Des situations de stress, chaque humain en vit et chaque humain réagit différemment, mais vous ne me verrez jamais accourir dans un cabinet médical pour obtenir médication, parce que je refuse de me proclamer responsable de cette anxiété. Comme de nombreuses personnes, les crises d’anxiété font, aléatoirement, parties de mon quotidien, mais en remettre la gestion aux benzodiazépines (anxiolytiques destinés à l’anxiété) n’est pas la solution adéquate.  Je refuse d’adhérer aux mentalités de la société encourageant le surmenage. Devant ma copie d’examen, je n’ai pas peur de l’échec; j'ai peur d’affecter ma confiance en moi, j’ai peur du sentiment d’infériorité qui en découlera, j’ai peur du dénigrement de ma personne que je m’infligerai. Bref, j’ai peur des conséquences sur moi-même de ma comparaison aux autres, et là repose le problème. Ce n’est pas un manque d’étude qui m’angoisse, c’est l’esprit de compétition qui en découle.

 

Chaque domaine professionnel comporte son lot de facteurs externes de stress affectant ses employés et la réponse à ces stress est de se médicamenter, parce que la faute est mise sur l’humain. « Il ne sait pas gérer son stress, il est trop faible pour ce domaine, il est incapable de supporter la compétition, il est incapable de suivre la productivité » ; la liste des explications à titre accusatoire peut être infinie, mais tout autant fausse. C’est la société qui impose un niveau de stress trop élevé, c’est le domaine qui devient trop exigeant, c’est la compétition qui devient trop omniprésente, c’est la productivité qui a atteint un niveau surhumain.  

 

Comment expliquer que le Canada, un pays pacifique, sans guerre, sans pauvreté, sans difficulté économique majeure, est un des plus grands consommateurs d’antidépresseurs? C’est simple! L’accélération sociale, la productivité, la compétitivité, le culte de la performance, la réussite à tout prix alimente ce cycle destructeur. Dans le monde en général, la consommation d’anxiolytique connaît une hausse faramineuse.

 

Les compagnies pharmaceutiques accompagnées des professionnels de la santé monétisent un problème de société en le transformant en problème individuel. Ce n’est pas en médicamentant la population entière que le problème sera pour autant réglé. Au contraire, on camoufle le problème en solutionnant sa parure, soit l’individu, alors que le fond réel du problème est au sein même des mentalités de la société.
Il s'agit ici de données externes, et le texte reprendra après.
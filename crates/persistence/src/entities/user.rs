//! User account entity (database row mapping).

use chrono::{DateTime, Utc};
use domain::models::Role;
use sqlx::FromRow;
use std::str::FromStr;
use uuid::Uuid;

/// Database row mapping for the users table.
#[derive(Debug, Clone, FromRow)]
pub struct UserEntity {
    pub id: Uuid,
    pub external_id: String,
    pub email: String,
    pub secret_hash: String,
    pub role: String,
    pub name: String,
    pub department: Option<String>,
    pub phone: Option<String>,
    pub year_of_study: Option<i16>,
    pub created_at: DateTime<Utc>,
    pub updated_at: DateTime<Utc>,
}

impl From<UserEntity> for domain::models::User {
    fn from(entity: UserEntity) -> Self {
        Self {
            id: entity.id,
            external_id: entity.external_id,
            email: entity.email,
            secret_hash: entity.secret_hash,
            // The CHECK constraint limits the column; fall back for safety.
            role: Role::from_str(&entity.role).unwrap_or(Role::Student),
            name: entity.name,
            department: entity.department,
            phone: entity.phone,
            year_of_study: entity.year_of_study,
            created_at: entity.created_at,
            updated_at: entity.updated_at,
        }
    }
}

#[cfg(test)]
mod tests {
    use super::*;

    fn entity(role: &str) -> UserEntity {
        UserEntity {
            id: Uuid::new_v4(),
            external_id: "AED001".to_string(),
            email: "t@x.com".to_string(),
            secret_hash: "$argon2id$hash".to_string(),
            role: role.to_string(),
            name: "Ravi".to_string(),
            department: Some("ECE".to_string()),
            phone: None,
            year_of_study: None,
            created_at: Utc::now(),
            updated_at: Utc::now(),
        }
    }

    #[test]
    fn test_user_entity_to_domain() {
        let user: domain::models::User = entity("teacher").into();
        assert_eq!(user.role, Role::Teacher);
        assert_eq!(user.external_id, "AED001");
        assert_eq!(user.secret_hash, "$argon2id$hash");
    }

    #[test]
    fn test_unknown_role_falls_back_to_student() {
        let user: domain::models::User = entity("janitor").into();
        assert_eq!(user.role, Role::Student);
    }
}
//! Prometheus metrics: HTTP middleware, business counters and the
//! `/metrics` endpoint.

use axum::{
    body::Body,
    extract::MatchedPath,
    http::{header, Method, Request, StatusCode},
    middleware::Next,
    response::{IntoResponse, Response},
};
use metrics::{counter, histogram};
use metrics_exporter_prometheus::{BuildError, PrometheusBuilder, PrometheusHandle};
use std::sync::OnceLock;
use std::time::Instant;

static PROMETHEUS_HANDLE: OnceLock<PrometheusHandle> = OnceLock::new();

/// Histogram buckets for request and query durations, in seconds.
const DURATION_BUCKETS: &[f64] = &[0.001, 0.005, 0.01, 0.05, 0.1, 0.2, 0.5, 1.0, 2.0, 5.0];

/// Middleware to record HTTP request metrics.
///
/// Records the following metrics:
/// - `http_requests_total`: Counter with labels (method, path, status)
/// - `http_request_duration_seconds`: Histogram with labels (method, path)
///
/// `path` is the route template (`/api/events/:id`), so IDs do not explode
/// label cardinality.
pub async fn metrics_middleware(req: Request<Body>, next: Next) -> Response {
    let start = Instant::now();
    let method = method_to_str(req.method());
    let path = req
        .extensions()
        .get::<MatchedPath>()
        .map(|p| p.as_str().to_string())
        .unwrap_or_else(|| "unmatched".to_string());

    let response = next.run(req).await;

    let duration = start.elapsed().as_secs_f64();
    let status = response.status().as_u16().to_string();

    counter!(
        "http_requests_total",
        "method" => method,
        "path" => path.clone(),
        "status" => status
    )
    .increment(1);

    histogram!(
        "http_request_duration_seconds",
        "method" => method,
        "path" => path
    )
    .record(duration);

    response
}

fn method_to_str(method: &Method) -> &'static str {
    match *method {
        Method::GET => "GET",
        Method::POST => "POST",
        Method::PUT => "PUT",
        Method::DELETE => "DELETE",
        Method::PATCH => "PATCH",
        Method::HEAD => "HEAD",
        Method::OPTIONS => "OPTIONS",
        _ => "OTHER",
    }
}

pub fn record_otp_issued() {
    counter!("otp_issued_total").increment(1);
}

pub fn record_otp_verified() {
    counter!("otp_verified_total").increment(1);
}

/// Login attempts by outcome: `success` or `failure`.
pub fn record_login(success: bool) {
    let outcome = if success { "success" } else { "failure" };
    counter!("logins_total", "outcome" => outcome).increment(1);
}

pub fn record_signup() {
    counter!("signups_total").increment(1);
}

/// Registrations by participation type: `individual` or `team`.
pub fn record_registration_created(participation_type: &'static str) {
    counter!("registrations_created_total", "participation_type" => participation_type)
        .increment(1);
}

/// Handler for /metrics endpoint that returns Prometheus text format.
pub async fn metrics_handler() -> impl IntoResponse {
    match PROMETHEUS_HANDLE.get() {
        Some(handle) => (
            StatusCode::OK,
            [(header::CONTENT_TYPE, "text/plain; version=0.0.4")],
            handle.render(),
        ),
        None => (
            StatusCode::INTERNAL_SERVER_ERROR,
            [(header::CONTENT_TYPE, "text/plain")],
            "Metrics not initialized".to_string(),
        ),
    }
}

/// Installs the global Prometheus recorder.
///
/// Call once at startup, before any metric is recorded. A second call keeps
/// the first handle.
pub fn init_metrics() -> Result<(), BuildError> {
    if PROMETHEUS_HANDLE.get().is_some() {
        return Ok(());
    }

    let handle = PrometheusBuilder::new()
        .set_buckets(DURATION_BUCKETS)?
        .install_recorder()?;

    let _ = PROMETHEUS_HANDLE.set(handle);
    Ok(())
}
Loin de moi l’idée de discréditer l’utilité de certains médicaments, car il est vrai que certaines personnes en ont effectivement besoin, mais la proportion de ceux les nécessitant par rapport à ceux les consommant est alarmante.  Les anxiolytiques permettent d’assurer le fonctionnement de la société au détriment de l’humain en surmenage.

 

Le problème moral est flagrant et visible depuis des années, mais il serait temps que ce problème devienne aussi légal. Si la loi réglementait mieux les prescriptions d’anxiolytiques, peut-être que les personnes en nécessitant se tourneraient vers d’autres moyens plus appropriés. Toutefois, d’un autre côté, existe-il réellement un moyen de reconfigurer le fonctionnement de la société pour faire primer le bien-être et la santé humaine ou est-ce une vision trop utopique?